Tribunal de commerce de Montpellier, le 24 septembre 2025, n°2024011528

Le Tribunal de commerce de Montpellier, par jugement du 24 septembre 2025, statue sur un litige contractuel né de la résiliation de deux marchés de travaux. L’entrepreneur, ayant perçu des acomptes, se voit dans l’impossibilité d’intervenir en raison de travaux préalables réalisés par un tiers. Le maître de l’ouvrage résilie alors les contrats sans mise en demeure et réclame le remboursement des acomptes. La juridiction rejette cette demande et condamne au contraire le maître de l’ouvrage à indemniser l’entrepreneur pour sa perte de marge. Elle précise les conditions de la résolution unilatérale et les conséquences de la résiliation imputable au maître.

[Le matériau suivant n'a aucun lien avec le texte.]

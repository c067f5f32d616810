//! Exponential backoff with jitter.

use std::time::Duration;

use rand::Rng;

/// Delay before retry number `attempt` (1-based).
///
/// Doubles from `base` per attempt, capped at `max`, plus up to 10% jitter.
pub fn backoff_delay(attempt: u32, base: Duration, max: Duration) -> Duration {
    if attempt == 0 {
        return Duration::ZERO;
    }

    let factor = 2u32.saturating_pow(attempt - 1);
    let delay = base.saturating_mul(factor).min(max);

    let jitter_ms = (delay.as_millis() / 10) as u64;
    if jitter_ms == 0 {
        return delay;
    }
    delay + Duration::from_millis(rand::thread_rng().gen_range(0..jitter_ms))
}

#[cfg(test)]
mod tests {
    use super::*;

    #[test]
    fn test_backoff_grows_and_caps() {
        let base = Duration::from_millis(500);
        let max = Duration::from_secs(2);

        assert_eq!(backoff_delay(0, base, max), Duration::ZERO);

        let first = backoff_delay(1, base, max);
        assert!(first >= base && first < Duration::from_millis(550));

        let second = backoff_delay(2, base, max);
        assert!(second >= Duration::from_secs(1));

        let capped = backoff_delay(10, base, max);
        assert!(capped >= max && capped < Duration::from_millis(2_200));
    }

    #[test]
    fn test_huge_attempt_does_not_overflow() {
        let delay = backoff_delay(u32::MAX, Duration::from_millis(100), Duration::from_secs(1));
        assert!(delay >= Duration::from_secs(1));
    }
}
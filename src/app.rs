//! Composition root.
//!
//! Wires the shared state and collaborators together. The monitoring
//! collaborator exists only when the feature is enabled.

use std::path::PathBuf;
use std::sync::Arc;

use crate::config::{FileSettingsSource, SettingsHandle};
use crate::engine::{EngineLauncher, VoicevoxLauncher};
use crate::http::AppState;
use crate::lifecycle::{Shutdown, ShutdownSequencer, StartupSequencer, StartupState};
use crate::monitoring::{FeatureSettings, MonitoringControl, MonitoringService};
use crate::voice::VoiceServiceCell;
use crate::ws::ConnectionManager;

#[derive(Debug, Clone, Default)]
pub struct AppOptions {
    pub config_path: Option<PathBuf>,
    pub enable_monitoring: bool,
}

pub struct App {
    pub state: AppState,
    pub startup: StartupSequencer,
    pub shutdown: ShutdownSequencer,
}

impl App {
    pub fn compose(options: AppOptions) -> Self {
        let settings = SettingsHandle::default();
        let http = reqwest::Client::new();
        let connections = ConnectionManager::new();
        let features = Arc::new(FeatureSettings::new());
        let startup_state = Arc::new(StartupState::new());

        let engine: Arc<dyn EngineLauncher> =
            Arc::new(VoicevoxLauncher::new(http.clone(), settings.clone()));
        let voice = Arc::new(VoiceServiceCell::new(http, settings.clone()));
        let monitoring = options.enable_monitoring.then(|| {
            Arc::new(MonitoringService::new(
                settings.clone(),
                features.clone(),
                connections.clone(),
            )) as Arc<dyn MonitoringControl>
        });
        tracing::debug!(monitoring = monitoring.is_some(), "Composing application");

        let source = Arc::new(FileSettingsSource::new(options.config_path, settings.clone()));
        let startup = StartupSequencer::new(
            startup_state.clone(),
            source,
            engine.clone(),
            voice.clone(),
            monitoring.clone(),
        );
        let shutdown = ShutdownSequencer::new(monitoring.clone(), connections.clone(), engine);

        let state = AppState {
            settings,
            voice,
            connections,
            features,
            monitoring,
            startup: startup_state,
            shutdown: Arc::new(Shutdown::new()),
        };

        Self {
            state,
            startup,
            shutdown,
        }
    }
}
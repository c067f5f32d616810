//! Liveness and notification test endpoints.

use axum::extract::{Query, State};
use axum::routing::{get, post};
use axum::{Json, Router};
use serde::Deserialize;
use serde_json::{json, Value};

use crate::http::server::AppState;
use crate::ws::protocol::unix_now;
use crate::ws::Notification;

pub fn health_router() -> Router<AppState> {
    Router::new()
        .route("/health", get(health))
        .route("/api/health/test", post(health_test))
}

async fn health(State(state): State<AppState>) -> Json<Value> {
    Json(json!({
        "status": "ok",
        "server_time": unix_now(),
        "startup": state.startup.phase().as_str(),
        "monitoring_active": state.monitoring_active(),
        "connections": state.connections.len(),
    }))
}

#[derive(Debug, Deserialize)]
struct HealthTestParams {
    value: i64,
}

async fn health_test(
    State(state): State<AppState>,
    Query(params): Query<HealthTestParams>,
) -> Json<Value> {
    let (health, notification) = health_notification(params.value);
    let delivered = state.connections.notify(notification);
    tracing::info!(health, delivered, "Health test notification sent");

    Json(json!({
        "status": "success",
        "message": "Health test notification sent",
        "health_value": health,
    }))
}

/// Clamp `value` to 0..=100 and describe it.
pub fn health_notification(value: i64) -> (i64, Notification) {
    let health = value.clamp(0, 100);
    let notification = match health {
        0..=10 => Notification::new(format!("Danger! Health is critically low: {health}%"), "error")
            .title("Health critical")
            .importance("high"),
        11..=30 => Notification::new(format!("Careful, health is dropping: {health}%"), "warning")
            .title("Health warning")
            .importance("high"),
        31..=60 => Notification::new(format!("Health is moderate: {health}%"), "info")
            .title("Health"),
        _ => Notification::new(format!("Health is good: {health}%"), "success").title("Health"),
    };
    (health, notification)
}

#[cfg(test)]
mod tests {
    use super::*;

    #[test]
    fn test_health_levels() {
        let (health, n) = health_notification(-20);
        assert_eq!(health, 0);
        assert_eq!(n.message_type, "error");

        assert_eq!(health_notification(30).1.message_type, "warning");
        assert_eq!(health_notification(31).1.message_type, "info");
        assert_eq!(health_notification(60).1.importance, "normal");

        let (health, n) = health_notification(250);
        assert_eq!(health, 100);
        assert_eq!(n.message_type, "success");
    }
}
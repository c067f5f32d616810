//! Bounded readiness wait for an external dependency.
//!
//! Polls an async predicate with a short interval at first and a longer one
//! once `slow_after` has elapsed, for at most `max_wait` in total.

use std::future::Future;
use std::time::Duration;

use tokio::time::{sleep, Instant};

use crate::config::ReadinessConfig;

/// Polling parameters.
#[derive(Debug, Clone, PartialEq)]
pub struct ReadinessPolicy {
    pub max_wait: Duration,
    pub initial_interval: Duration,
    pub slow_interval: Duration,
    pub slow_after: Duration,
    pub progress_every: Duration,
}

impl Default for ReadinessPolicy {
    fn default() -> Self {
        Self::from(&ReadinessConfig::default())
    }
}

impl From<&ReadinessConfig> for ReadinessPolicy {
    fn from(config: &ReadinessConfig) -> Self {
        Self {
            max_wait: Duration::from_millis(config.max_wait_ms),
            initial_interval: Duration::from_millis(config.initial_interval_ms),
            slow_interval: Duration::from_millis(config.slow_interval_ms),
            slow_after: Duration::from_millis(config.slow_after_ms),
            progress_every: Duration::from_millis(config.progress_every_ms),
        }
    }
}

impl ReadinessPolicy {
    /// Sleep interval to use once `elapsed` has been spent waiting.
    pub fn interval_at(&self, elapsed: Duration) -> Duration {
        if elapsed < self.slow_after {
            self.initial_interval
        } else {
            self.slow_interval
        }
    }
}

/// Result of one readiness wait.
#[derive(Debug, Clone, Copy, PartialEq, Eq)]
pub struct PollOutcome {
    /// Whether the predicate reported ready before the budget ran out.
    pub ready: bool,
    /// Number of predicate checks performed.
    pub attempts: u32,
    /// Time spent waiting.
    pub elapsed: Duration,
}

/// Poll `probe` until it returns true or the policy's budget is exhausted.
///
/// Running out of budget is not an error; the outcome reports `ready: false`.
pub async fn wait_until_ready<F, Fut>(policy: &ReadinessPolicy, mut probe: F) -> PollOutcome
where
    F: FnMut() -> Fut,
    Fut: Future<Output = bool>,
{
    let start = Instant::now();
    let mut attempts = 0u32;
    let mut next_progress = policy.progress_every;

    loop {
        let elapsed = start.elapsed();
        if elapsed >= policy.max_wait {
            return PollOutcome {
                ready: false,
                attempts,
                elapsed,
            };
        }

        attempts += 1;
        if probe().await {
            return PollOutcome {
                ready: true,
                attempts,
                elapsed: start.elapsed(),
            };
        }

        let remaining = policy.max_wait.saturating_sub(start.elapsed());
        let interval = policy.interval_at(start.elapsed()).min(remaining);
        sleep(interval).await;

        let elapsed = start.elapsed();
        if !policy.progress_every.is_zero() && elapsed >= next_progress {
            tracing::info!(
                elapsed_secs = elapsed.as_secs_f64(),
                attempts,
                "Waiting for voice engine to become ready"
            );
            while next_progress <= elapsed {
                next_progress += policy.progress_every;
            }
        }
    }
}

#[cfg(test)]
mod tests {
    use super::*;
    use std::cell::RefCell;

    fn assert_close(actual: Duration, expected: Duration) {
        let diff = if actual > expected {
            actual - expected
        } else {
            expected - actual
        };
        assert!(
            diff <= Duration::from_millis(2),
            "expected {:?}, got {:?}",
            expected,
            actual
        );
    }

    #[test]
    fn test_interval_switches_after_slow_after() {
        let policy = ReadinessPolicy::default();
        assert_eq!(policy.interval_at(Duration::ZERO), Duration::from_millis(300));
        assert_eq!(policy.interval_at(Duration::from_millis(4_999)), Duration::from_millis(300));
        assert_eq!(policy.interval_at(Duration::from_secs(5)), Duration::from_secs(1));
        assert_eq!(policy.interval_at(Duration::from_secs(12)), Duration::from_secs(1));
    }

    #[tokio::test(start_paused = true)]
    async fn test_returns_early_when_ready() {
        let policy = ReadinessPolicy::default();
        let calls = RefCell::new(0u32);

        let outcome = wait_until_ready(&policy, || {
            *calls.borrow_mut() += 1;
            let n = *calls.borrow();
            async move { n == 3 }
        })
        .await;

        assert!(outcome.ready);
        assert_eq!(outcome.attempts, 3);
        assert_eq!(*calls.borrow(), 3);
        assert_close(outcome.elapsed, Duration::from_millis(600));
    }

    #[tokio::test(start_paused = true)]
    async fn test_ready_immediately_does_not_sleep() {
        let outcome = wait_until_ready(&ReadinessPolicy::default(), || async { true }).await;

        assert!(outcome.ready);
        assert_eq!(outcome.attempts, 1);
        assert_eq!(outcome.elapsed, Duration::ZERO);
    }

    #[tokio::test(start_paused = true)]
    async fn test_gives_up_after_budget() {
        let start = Instant::now();
        let outcome = wait_until_ready(&ReadinessPolicy::default(), || async { false }).await;

        assert!(!outcome.ready);
        assert_close(outcome.elapsed, Duration::from_secs(15));
        assert_close(start.elapsed(), Duration::from_secs(15));
        // 18 checks 0.3s apart (0 to 5.1s), then 1s steps, the last sleep truncated.
        assert_eq!(outcome.attempts, 27);
    }

    #[tokio::test(start_paused = true)]
    async fn test_interval_slows_down_after_five_seconds() {
        let start = Instant::now();
        let checks: RefCell<Vec<Duration>> = RefCell::new(Vec::new());

        let outcome = wait_until_ready(&ReadinessPolicy::default(), || {
            checks.borrow_mut().push(start.elapsed());
            let n = checks.borrow().len();
            async move { n > 20 }
        })
        .await;

        assert!(outcome.ready);
        let checks = checks.into_inner();
        assert_eq!(checks.len(), 21);

        for pair in checks.windows(2) {
            let (prev, next) = (pair[0], pair[1]);
            let expected = if prev < Duration::from_secs(5) {
                Duration::from_millis(300)
            } else {
                Duration::from_secs(1)
            };
            assert_close(next - prev, expected);
        }
        // 18 checks reach 5.1s; the remaining 3 intervals are 1s each.
        assert_close(*checks.last().unwrap(), Duration::from_millis(8_100));
    }
}
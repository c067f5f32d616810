//! HTTP client for the VOICEVOX engine API.

use std::time::Duration;

use axum::body::Bytes;
use serde_json::Value;
use url::Url;

use crate::config::VoicevoxConfig;
use crate::engine::EngineError;

/// Thin client over the engine endpoints used by the backend.
#[derive(Clone, Debug)]
pub struct VoicevoxClient {
    http: reqwest::Client,
    base: String,
    timeout: Duration,
}

impl VoicevoxClient {
    /// Create a client for `host` (e.g. "http://127.0.0.1:50021").
    pub fn new(http: reqwest::Client, host: &str, timeout: Duration) -> Result<Self, EngineError> {
        Url::parse(host).map_err(|e| EngineError::InvalidHost {
            host: host.to_string(),
            reason: e.to_string(),
        })?;

        Ok(Self {
            http,
            base: host.trim_end_matches('/').to_string(),
            timeout,
        })
    }

    pub fn from_config(http: reqwest::Client, config: &VoicevoxConfig) -> Result<Self, EngineError> {
        Self::new(
            http,
            &config.host,
            Duration::from_secs(config.request_timeout_secs),
        )
    }

    pub fn base_url(&self) -> &str {
        &self.base
    }

    fn url(&self, path: &str) -> String {
        format!("{}/{}", self.base, path)
    }

    /// Engine version. Doubles as the liveness probe.
    pub async fn version(&self, timeout: Duration) -> Result<String, EngineError> {
        let response = self
            .http
            .get(self.url("version"))
            .timeout(timeout)
            .send()
            .await?;

        let status = response.status();
        if !status.is_success() {
            return Err(EngineError::Status {
                endpoint: "version",
                status: status.as_u16(),
            });
        }

        let body = response.text().await?;
        Ok(body.trim().trim_matches('"').to_string())
    }

    /// Build a synthesis query for `text`.
    pub async fn audio_query(&self, text: &str, speaker: u32) -> Result<Value, EngineError> {
        let speaker = speaker.to_string();
        let response = self
            .http
            .post(self.url("audio_query"))
            .query(&[("text", text), ("speaker", speaker.as_str())])
            .timeout(self.timeout)
            .send()
            .await?;

        let status = response.status();
        if !status.is_success() {
            return Err(EngineError::Status {
                endpoint: "audio_query",
                status: status.as_u16(),
            });
        }

        Ok(response.json().await?)
    }

    /// Render a query to WAV audio.
    pub async fn synthesis(&self, query: &Value, speaker: u32) -> Result<Bytes, EngineError> {
        let response = self
            .http
            .post(self.url("synthesis"))
            .query(&[("speaker", speaker)])
            .json(query)
            .timeout(self.timeout)
            .send()
            .await?;

        let status = response.status();
        if !status.is_success() {
            return Err(EngineError::Status {
                endpoint: "synthesis",
                status: status.as_u16(),
            });
        }

        Ok(response.bytes().await?)
    }
}

#[cfg(test)]
mod tests {
    use super::*;

    #[test]
    fn test_rejects_invalid_host() {
        let err = VoicevoxClient::new(reqwest::Client::new(), "not a url", Duration::from_secs(1))
            .unwrap_err();
        assert!(matches!(err, EngineError::InvalidHost { .. }));
    }

    #[test]
    fn test_trailing_slash_is_trimmed() {
        let client = VoicevoxClient::new(
            reqwest::Client::new(),
            "http://127.0.0.1:50021/",
            Duration::from_secs(1),
        )
        .unwrap();
        assert_eq!(client.base_url(), "http://127.0.0.1:50021");
        assert_eq!(client.url("version"), "http://127.0.0.1:50021/version");
    }
}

La régularité de la résolution unilatérale du contrat

Le juge rappelle le cadre légal de la résolution pour inexécution. Il souligne que le créancier peut résoudre le contrat par notification sous sa responsabilité. « Sauf urgence, il doit préalablement mettre en demeure le débiteur défaillant de satisfaire à son engagement dans un délai raisonnable » (Article 1226 du code civil). La formalité de la mise en demeure constitue ainsi une règle de principe dont la méconnaissance entraîne l’irrégularité de la rupture. Cette exigence protège le débiteur contre une rupture arbitraire et lui accorde un ultime délai pour se conformer à ses obligations.

L’application de ce principe conduit à censurer la procédure suivie par le maître de l’ouvrage. La résiliation est intervenue par une simple lettre manuscrite exigeant la restitution des acomptes. Le tribunal constate l’absence de mise en demeure préalable et relève que l’urgence n’était pas établie. La rupture est donc jugée irrégulière au regard de l’article 1226 du code civil. Cette solution rappelle que la gravité de l’inexécution ne dispense pas du respect des formes légales, sauf cas d’urgence dûment justifié.

La sanction de la résiliation irrégulière imputable au maître

La qualification de la rupture détermine le régime indemnitaire applicable. Ayant jugé la résolution irrégulière, le tribunal l’impute à la volonté du maître de l’ouvrage. Il écarte l’application de l’article 1217 sur l’inexécution contractuelle. Le fondement juridique retenu est dès lors l’article 1794 du code civil relatif aux marchés à forfait. Cet article prévoit un droit discrétionnaire de résiliation pour le maître, sous condition d’indemnisation. « Le maître peut résilier, par sa seule volonté, le marché à forfait, quoique l’ouvrage soit déjà commencé, en dédommageant l’entrepreneur » (Article 1794 du code civil).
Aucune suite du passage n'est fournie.